In response to these letters, Schaller, along with William Plater, Dean of the School of Liberal Arts, urged the department to attempt to resolve its differences internally and deferred review of the primary committee. Joseph Taylor, an assistant to IUPUI Vice President Glenn Irwin, was appointed to meet with members of the department and solicit their viewpoints. Taylor proposed an interim structure for the department, which passed in a department vote. The "us" faction abstained because this group believed that the plan simply maintained the department's status quo. Colburn and Khoury, along with two members of their faction, sent a memorandum to the Department Chairperson Richard Hope in which they decried the "deplorable and intolerable [situation], especially for junior members of the department who face discrimination by the now unchallenged dominant group within because they are not members of this group."

A new primary committee was elected by a departmental vote in September, 1984. The committee included four members of "The Group"--a clear majority since the committee only consists of four tenured, and one non-tenured faculty members. The Chairperson of the committee was defendant, Professor Linda Hass.

After the election, Colburn and Khoury each nominated themselves for promotion. The primary committee recommended against both requests. Each application went through the remaining stages of the University's review process and neither was given a promotion. In early 1985, the primary committee and Department Chairperson Hope also recommended that Colburn not be reappointed. The primary committee's recommendation noted, in part, that Colburn's "written and verbal comments to people outside the department have hurt the image of the Sociology faculty and undermined the integrity of the peer review process." Dean Plater also recommended against reappointment. On April 23, 1985, Colburn was notified in a letter from Vice President Irwin of the official decision not to reappoint him.

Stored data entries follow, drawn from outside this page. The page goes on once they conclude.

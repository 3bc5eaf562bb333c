//! Configuration layer: typed settings with layered precedence (file → env → CLI).

use std::path::{Path, PathBuf};
use std::str::FromStr;

use clap::{Args, Parser, Subcommand, ValueHint, builder::BoolishValueParser};
use config::{Config, Environment, File};
use serde::Deserialize;
use thiserror::Error;
use tracing::level_filters::LevelFilter;

const LOCAL_CONFIG_BASENAME: &str = "cifra";
const DEFAULT_DATA_DIR: &str = "data";
const DEFAULT_STORAGE_KEY: &str = "cifra-blog-posts";

#[derive(Debug, Error)]
pub enum SettingsError {
    #[error("failed to read configuration sources: {0}")]
    Sources(#[from] config::ConfigError),
    #[error("invalid log level `{value}`")]
    InvalidLogLevel { value: String },
    #[error("storage key must not be empty")]
    EmptyStorageKey,
}

/// Command-line arguments for the cifra binary.
#[derive(Debug, Parser)]
#[command(
    name = "cifra",
    version,
    about = "Local-first blog store for a security writer's site"
)]
pub struct CliArgs {
    /// Optional path to a configuration file.
    #[arg(
        long = "config-file",
        env = "CIFRA_CONFIG_FILE",
        value_name = "PATH",
        value_hint = ValueHint::FilePath
    )]
    pub config_file: Option<PathBuf>,

    #[command(flatten)]
    pub overrides: GlobalOverrides,

    #[command(subcommand)]
    pub command: Option<Command>,
}

#[derive(Debug, Args, Default, Clone)]
pub struct GlobalOverrides {
    /// Override the directory holding the post document.
    #[arg(long = "data-dir", value_name = "PATH", value_hint = ValueHint::DirPath)]
    pub data_dir: Option<PathBuf>,

    /// Override the key the post document is stored under.
    #[arg(long = "storage-key", value_name = "KEY")]
    pub storage_key: Option<String>,

    /// Run without persistent storage: reads serve the built-in default
    /// posts, writes are rejected.
    #[arg(long, action = clap::ArgAction::SetTrue)]
    pub detached: bool,

    /// Override the base log level (trace|debug|info|warn|error).
    #[arg(long = "log-level", value_name = "LEVEL")]
    pub log_level: Option<String>,

    /// Toggle JSON logging.
    #[arg(
        long = "log-json",
        value_name = "BOOL",
        value_parser = BoolishValueParser::new()
    )]
    pub log_json: Option<bool>,
}

#[derive(Debug, Subcommand, Clone)]
pub enum Command {
    /// List posts, optionally narrowed by tag or search text.
    List(ListArgs),
    /// Show a single post by slug.
    Show(ShowArgs),
    /// Author a new post.
    Write(Box<WriteArgs>),
    /// Delete a post by identifier.
    Delete(DeleteArgs),
    /// Print the tags known to the collection.
    Tags(TagsArgs),
}

#[derive(Debug, Args, Default, Clone)]
pub struct ListArgs {
    /// Only posts carrying this exact tag.
    #[arg(long, value_name = "TAG")]
    pub tag: Option<String>,

    /// Case-insensitive substring match on title or excerpt.
    #[arg(long, value_name = "TEXT")]
    pub search: Option<String>,

    /// Emit machine-readable JSON instead of the human listing.
    #[arg(long, action = clap::ArgAction::SetTrue)]
    pub json: bool,
}

#[derive(Debug, Args, Clone)]
pub struct ShowArgs {
    /// Slug of the post to display.
    pub slug: String,

    /// Emit the post as JSON.
    #[arg(long, action = clap::ArgAction::SetTrue)]
    pub json: bool,
}

#[derive(Debug, Args, Clone)]
pub struct WriteArgs {
    /// Post title.
    #[arg(long, value_name = "TEXT")]
    pub title: String,

    /// Read the markdown body from this file; `-` or omitted reads stdin.
    #[arg(long = "content-file", value_name = "PATH", value_hint = ValueHint::FilePath)]
    pub content_file: Option<PathBuf>,

    /// Short excerpt; derived from the body when omitted.
    #[arg(long, value_name = "TEXT")]
    pub excerpt: Option<String>,

    /// Byline; falls back to a placeholder when blank.
    #[arg(long, value_name = "NAME")]
    pub author: Option<String>,

    /// Tag for the post; repeat for multiple tags.
    #[arg(long = "tag", value_name = "TAG")]
    pub tags: Vec<String>,

    /// Publication date (YYYY-MM-DD); defaults to today.
    #[arg(long, value_name = "DATE")]
    pub date: Option<String>,

    /// Emit the created post as JSON.
    #[arg(long, action = clap::ArgAction::SetTrue)]
    pub json: bool,
}

#[derive(Debug, Args, Clone)]
pub struct DeleteArgs {
    /// Identifier of the post to delete.
    pub id: String,
}

#[derive(Debug, Args, Default, Clone)]
pub struct TagsArgs {
    /// Emit the tag set as JSON.
    #[arg(long, action = clap::ArgAction::SetTrue)]
    pub json: bool,
}

#[derive(Debug, Clone, Copy, PartialEq, Eq)]
pub enum LogFormat {
    Json,
    Compact,
}

#[derive(Debug, Clone)]
pub struct LoggingSettings {
    pub level: LevelFilter,
    pub format: LogFormat,
}

#[derive(Debug, Clone)]
pub struct StorageSettings {
    pub data_dir: PathBuf,
    pub key: String,
    pub detached: bool,
}

#[derive(Debug, Clone)]
pub struct Settings {
    pub storage: StorageSettings,
    pub logging: LoggingSettings,
}

/// Settings as deserialized from file and environment sources, before
/// CLI overrides and validation.
#[derive(Debug, Default, Deserialize)]
pub struct RawSettings {
    #[serde(default)]
    pub storage: RawStorageSettings,
    #[serde(default)]
    pub logging: RawLoggingSettings,
}

#[derive(Debug, Default, Deserialize)]
pub struct RawStorageSettings {
    pub data_dir: Option<PathBuf>,
    pub key: Option<String>,
    pub detached: Option<bool>,
}

#[derive(Debug, Default, Deserialize)]
pub struct RawLoggingSettings {
    pub level: Option<String>,
    pub json: Option<bool>,
}

impl RawSettings {
    /// Read file and environment sources. An explicit config file must
    /// exist; the local `cifra.toml` is optional.
    pub fn load(config_file: Option<&Path>) -> Result<Self, SettingsError> {
        let mut builder = Config::builder();
        builder = match config_file {
            Some(path) => builder.add_source(File::from(path.to_path_buf())),
            None => builder.add_source(File::with_name(LOCAL_CONFIG_BASENAME).required(false)),
        };
        let sources = builder
            .add_source(Environment::with_prefix("CIFRA").separator("__"))
            .build()?;
        Ok(sources.try_deserialize()?)
    }

    pub fn apply_overrides(&mut self, overrides: &GlobalOverrides) {
        if let Some(data_dir) = &overrides.data_dir {
            self.storage.data_dir = Some(data_dir.clone());
        }
        if let Some(key) = &overrides.storage_key {
            self.storage.key = Some(key.clone());
        }
        if overrides.detached {
            self.storage.detached = Some(true);
        }
        if let Some(level) = &overrides.log_level {
            self.logging.level = Some(level.clone());
        }
        if let Some(json) = overrides.log_json {
            self.logging.json = Some(json);
        }
    }
}

impl Settings {
    pub fn from_raw(raw: RawSettings) -> Result<Self, SettingsError> {
        let level = match raw.logging.level {
            Some(value) => LevelFilter::from_str(&value)
                .map_err(|_| SettingsError::InvalidLogLevel { value })?,
            None => LevelFilter::INFO,
        };
        let format = if raw.logging.json == Some(true) {
            LogFormat::Json
        } else {
            LogFormat::Compact
        };

        let key = raw
            .storage
            .key
            .unwrap_or_else(|| DEFAULT_STORAGE_KEY.to_string());
        if key.trim().is_empty() {
            return Err(SettingsError::EmptyStorageKey);
        }

        Ok(Self {
            storage: StorageSettings {
                data_dir: raw
                    .storage
                    .data_dir
                    .unwrap_or_else(|| PathBuf::from(DEFAULT_DATA_DIR)),
                key,
                detached: raw.storage.detached.unwrap_or(false),
            },
            logging: LoggingSettings { level, format },
        })
    }
}

/// Parse CLI arguments and assemble settings with full precedence.
pub fn load_with_cli() -> Result<(CliArgs, Settings), SettingsError> {
    let cli_args = CliArgs::parse();
    let mut raw = RawSettings::load(cli_args.config_file.as_deref())?;
    raw.apply_overrides(&cli_args.overrides);
    let settings = Settings::from_raw(raw)?;
    Ok((cli_args, settings))
}

#[cfg(test)]
mod tests;
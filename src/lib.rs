//! Cifra is a local-first blog store for a security writer's site.
//!
//! Posts live as one JSON document behind a pluggable key-value backend.
//! The [`domain`] layer holds the pure rules (slugs, read time, tags, the
//! seeded default set); [`application`] owns the post store service, its
//! storage capability, and list filtering; [`infra`] provides the storage
//! backends and telemetry; [`config`] assembles layered settings for the
//! CLI binary.

pub mod application;
pub mod config;
pub mod domain;
pub mod infra;
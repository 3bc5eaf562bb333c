//! The blog post record and the pure rules around it.
//!
//! Everything here is synchronous and side-effect free; persistence lives
//! behind the store in the application layer.

mod data;

use serde::{Deserialize, Serialize};
use time::{Date, format_description::FormatItem, macros::format_description};

pub use data::default_posts;

/// Reading speed assumed by the read-time estimate, in words per minute.
pub const WORDS_PER_MINUTE: u32 = 200;

/// Sentinel tag applied when authoring input yields no usable tags.
pub const FALLBACK_TAG: &str = "uncategorized";

/// Byline recorded when the authoring input leaves the author blank.
pub const FALLBACK_AUTHOR: &str = "Anonymous";

/// Characters of content carried into an auto-derived excerpt.
const AUTO_EXCERPT_CHARS: usize = 150;

pub const HUMAN_DATE_FORMAT: &[FormatItem<'static>] =
    format_description!("[month repr:long] [day padding:none], [year]");
pub const ISO_DATE_FORMAT: &[FormatItem<'static>] =
    format_description!("[year]-[month]-[day]");

/// A single blog article as it appears in the persisted post document.
///
/// Serialized field names match the document layout exactly (`readTime`,
/// `coverImage`); `cover_image` is carried for wire fidelity but unused
/// by any logic.
#[derive(Debug, Clone, PartialEq, Serialize, Deserialize)]
#[serde(rename_all = "camelCase")]
pub struct Post {
    pub id: String,
    pub title: String,
    pub slug: String,
    pub excerpt: String,
    pub content: String,
    pub author: String,
    pub date: Date,
    pub tags: Vec<String>,
    pub read_time: u32,
    #[serde(default, skip_serializing_if = "Option::is_none")]
    pub cover_image: Option<String>,
}

/// Estimate reading time in whole minutes for a markdown body.
///
/// Tokens are whitespace-separated words; the result is rounded up and
/// never below one minute, even for empty content.
pub fn estimate_read_time(content: &str) -> u32 {
    let words = content.split_whitespace().count() as u32;
    words.div_ceil(WORDS_PER_MINUTE).max(1)
}

/// Normalize authoring tags: trim, lowercase, drop empties, dedupe
/// preserving first-seen order. An empty result falls back to the
/// sentinel tag so the tags invariant holds for every stored post.
pub fn normalize_tags<I, S>(tags: I) -> Vec<String>
where
    I: IntoIterator<Item = S>,
    S: AsRef<str>,
{
    let mut normalized: Vec<String> = Vec::new();
    for tag in tags {
        let tag = tag.as_ref().trim().to_lowercase();
        if !tag.is_empty() && !normalized.contains(&tag) {
            normalized.push(tag);
        }
    }
    if normalized.is_empty() {
        normalized.push(FALLBACK_TAG.to_string());
    }
    normalized
}

/// Derive an excerpt from the content when the author did not supply one.
pub fn auto_excerpt(content: &str) -> String {
    let trimmed = content.trim();
    if trimmed.chars().count() <= AUTO_EXCERPT_CHARS {
        return trimmed.to_string();
    }
    let cut: String = trimmed.chars().take(AUTO_EXCERPT_CHARS).collect();
    format!("{cut}...")
}

/// Resolve the byline, falling back when the input is blank.
pub fn resolve_author(input: &str) -> String {
    let trimmed = input.trim();
    if trimmed.is_empty() {
        FALLBACK_AUTHOR.to_string()
    } else {
        trimmed.to_string()
    }
}

pub fn format_human_date(date: Date) -> String {
    date.format(HUMAN_DATE_FORMAT).expect("valid calendar date")
}
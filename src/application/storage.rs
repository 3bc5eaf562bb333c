//! Storage capability consumed by the post store.
//!
//! The persisted state is a flat namespace of string keys to string
//! documents, mirroring the key-value store the original site persisted
//! into. Implementations live in [`crate::infra::storage`].

use std::path::PathBuf;

use thiserror::Error;

#[derive(Debug, Error)]
pub enum StorageError {
    #[error("io error: {0}")]
    Io(#[from] std::io::Error),
    #[error("persistence error: {0}")]
    Persistence(String),
    #[error("storage root `{path}` is not usable: {reason}")]
    RootPathInvalid { path: PathBuf, reason: String },
}

impl StorageError {
    pub fn from_persistence(err: impl std::fmt::Display) -> Self {
        Self::Persistence(err.to_string())
    }
}

/// Flat key-value persistence.
///
/// `get` returns the whole document under a key; `set` replaces it in a
/// single write. Implementations must make `set` atomic per key: a reader
/// observes either the previous document or the new one, never a torn
/// write.
pub trait KeyValueStorage: Send + Sync {
    fn get(&self, key: &str) -> Result<Option<String>, StorageError>;

    fn set(&self, key: &str, value: &str) -> Result<(), StorageError>;
}
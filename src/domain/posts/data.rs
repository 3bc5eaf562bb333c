//! The fixed default post set seeded on first access.

use once_cell::sync::Lazy;
use time::macros::date;

use super::Post;

static DEFAULT_POSTS: Lazy<Vec<Post>> = Lazy::new(build_default_posts);

/// An owned copy of the default collection.
///
/// Served verbatim by detached stores and written to storage the first
/// time an attached store reads an empty backend.
pub fn default_posts() -> Vec<Post> {
    DEFAULT_POSTS.clone()
}

fn build_default_posts() -> Vec<Post> {
    vec![
        Post {
            id: "1".to_string(),
            title: "Understanding Zero-Day Vulnerabilities".to_string(),
            slug: "understanding-zero-day-vulnerabilities".to_string(),
            excerpt: "A deep dive into zero-day exploits, how they work, and strategies for protection against unknown threats.".to_string(),
            content: r#"# Understanding Zero-Day Vulnerabilities

A zero-day vulnerability is a security flaw in software that is unknown to the vendor. These vulnerabilities are particularly dangerous because there's no patch available when they're discovered by attackers.

## How Zero-Day Attacks Work

1. **Discovery**: An attacker finds an unknown vulnerability
2. **Exploitation**: They create an exploit before the vendor knows
3. **Attack**: The exploit is deployed against targets
4. **Detection**: Eventually the attack is discovered
5. **Patch**: The vendor releases a fix

## Protection Strategies

- Keep all software updated
- Use behavior-based detection systems
- Implement network segmentation
- Regular security audits
- Employee security training

```bash
# Example: Check for CVEs
nmap --script vuln target.com
```

Stay vigilant and always assume your systems could be targeted."#
                .to_string(),
            author: "Security Analyst".to_string(),
            date: date!(2024 - 12 - 10),
            tags: vec![
                "vulnerabilities".to_string(),
                "security".to_string(),
                "zero-day".to_string(),
            ],
            read_time: 5,
            cover_image: None,
        },
        Post {
            id: "2".to_string(),
            title: "Introduction to Penetration Testing".to_string(),
            slug: "introduction-to-penetration-testing".to_string(),
            excerpt: "Learn the fundamentals of ethical hacking and penetration testing methodologies.".to_string(),
            content: r#"# Introduction to Penetration Testing

Penetration testing, or pentesting, is a simulated cyber attack against your computer system to check for exploitable vulnerabilities.

## The Penetration Testing Phases

### 1. Reconnaissance
Gathering information about the target system.

```bash
# DNS enumeration
dig target.com ANY
```

### 2. Scanning
Identifying open ports and services.

```bash
# Port scanning with nmap
nmap -sV -sC target.com
```

### 3. Gaining Access
Exploiting discovered vulnerabilities.

### 4. Maintaining Access
Establishing persistent access for future testing.

### 5. Analysis & Reporting
Documenting findings and recommendations.

## Essential Tools

- **Nmap**: Network scanning
- **Burp Suite**: Web application testing
- **Metasploit**: Exploitation framework
- **Wireshark**: Network analysis

Remember: Only perform penetration testing with proper authorization!"#
                .to_string(),
            author: "Security Analyst".to_string(),
            date: date!(2024 - 12 - 08),
            tags: vec![
                "pentesting".to_string(),
                "ethical-hacking".to_string(),
                "security".to_string(),
            ],
            read_time: 7,
            cover_image: None,
        },
        Post {
            id: "3".to_string(),
            title: "Ransomware Defense Strategies".to_string(),
            slug: "ransomware-defense-strategies".to_string(),
            excerpt: "Comprehensive guide to protecting your organization from ransomware attacks.".to_string(),
            content: r#"# Ransomware Defense Strategies

Ransomware attacks continue to rise, causing billions in damages annually. Here's how to protect your organization.

## Prevention Measures

### Email Security
- Implement email filtering
- Train employees on phishing
- Use DMARC, DKIM, and SPF

### Backup Strategy
Follow the 3-2-1 rule:
- **3** copies of data
- **2** different media types
- **1** offsite backup

```bash
# Example backup verification
sha256sum backup.tar.gz > backup.sha256
```

## Response Plan

1. Isolate affected systems
2. Identify the ransomware variant
3. Report to authorities
4. Restore from clean backups
5. Conduct post-incident analysis

Never pay the ransom - it funds criminal activity and doesn't guarantee recovery."#
                .to_string(),
            author: "Security Analyst".to_string(),
            date: date!(2024 - 12 - 05),
            tags: vec![
                "ransomware".to_string(),
                "defense".to_string(),
                "backup".to_string(),
            ],
            read_time: 6,
            cover_image: None,
        },
        Post {
            id: "4".to_string(),
            title: "Reduce Your Digital Footprint: Every Click Counts".to_string(),
            slug: "reducing-digital-footprint".to_string(),
            excerpt: "Every online action leaves a trace. Learn how to reduce your digital footprint and protect yourself from fraud.".to_string(),
            content: r#"# Reduce Your Digital Footprint: Every Click Counts

In today's hyper-connected world, every single action you take online leaves a trace—a digital breadcrumb that can be exploited. From the websites you visit to the apps you use, your digital footprint is growing larger by the day, and with it, your vulnerability to fraud.

Let's face it: the internet is not as safe as we like to believe. Every "free" service you use, every social media post you make, and every online purchase you complete is another piece of data that can be used against you. Cybercriminals are lurking, waiting for the right opportunity to exploit your information. And the more you share, the easier you make it for them.

## Simple Steps to Protect Yourself

1. **Use Multi-Factor Authentication (MFA):** Always enable MFA on your accounts. It adds an extra layer of security, making it harder for attackers to gain access.
2. **Adopt a Password Manager:** Stop reusing passwords! A password manager can generate and store strong, unique passwords for all your accounts.
3. **Delay Sharing on Social Media:** Love posting vacation pictures? Wait until you're back home to share them. Real-time updates can alert criminals to your absence.
4. **Limit Data Sharing:** Think twice before signing up for new apps or services. Only provide the minimum information required.
5. **Use Privacy-Focused Tools:** Switch to browsers, search engines, and email providers that prioritize your privacy.

## Why It Matters

Think about it: do you really need to post your vacation photos in real-time, letting the world know you're not home? Do you need to sign up for yet another app that asks for your personal details? Every unnecessary action you take online increases your exposure and, consequently, your chances of becoming a victim of fraud.

It's time to take control. Start by questioning every online activity. Do you really need to share that information? Can you minimize the data you provide? Use privacy-focused tools, limit your social media presence, and think twice before clicking "Accept" on those endless terms and conditions.

Remember, the less you share, the less there is to exploit. Reducing your digital footprint isn't just a choice—it's a necessity in the fight against online fraud. Take action now, because every click counts."#
                .to_string(),
            author: "Haden Pereira".to_string(),
            date: date!(2026 - 01 - 24),
            tags: vec![
                "cybersecurity".to_string(),
                "digital footprint".to_string(),
                "online safety".to_string(),
                "fraud prevention".to_string(),
            ],
            read_time: 5,
            cover_image: None,
        },
    ]
}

Khoury was reviewed for tenure, and received a favorable recommendation from the primary committee, but a negative recommendation from Hope. Ultimately, Schaller and Irwin recommended against tenure and informed Khoury about their recommendations in a letter, which was the last information he received about his tenure application. Khoury was also denied reappointment. He resigned on August 23, 1985, after refusing the University's offer of a one year terminal appointment.

Colburn brought a grievance before the Faculty Board of Review which he stated was in conjunction with Khoury, though Khoury apparently never filed a grievance on his own behalf. Colburn was given a hearing after which the Board recommended that the Sociology Department undergo a self-study and that Colburn be given a two year terminal appointment through the 1987-1988 academic year. The University instead offered Colburn a one year terminal appointment, which Colburn declined. Colburn's further appeals to the University's President and Board of Trustees were also unsuccessful.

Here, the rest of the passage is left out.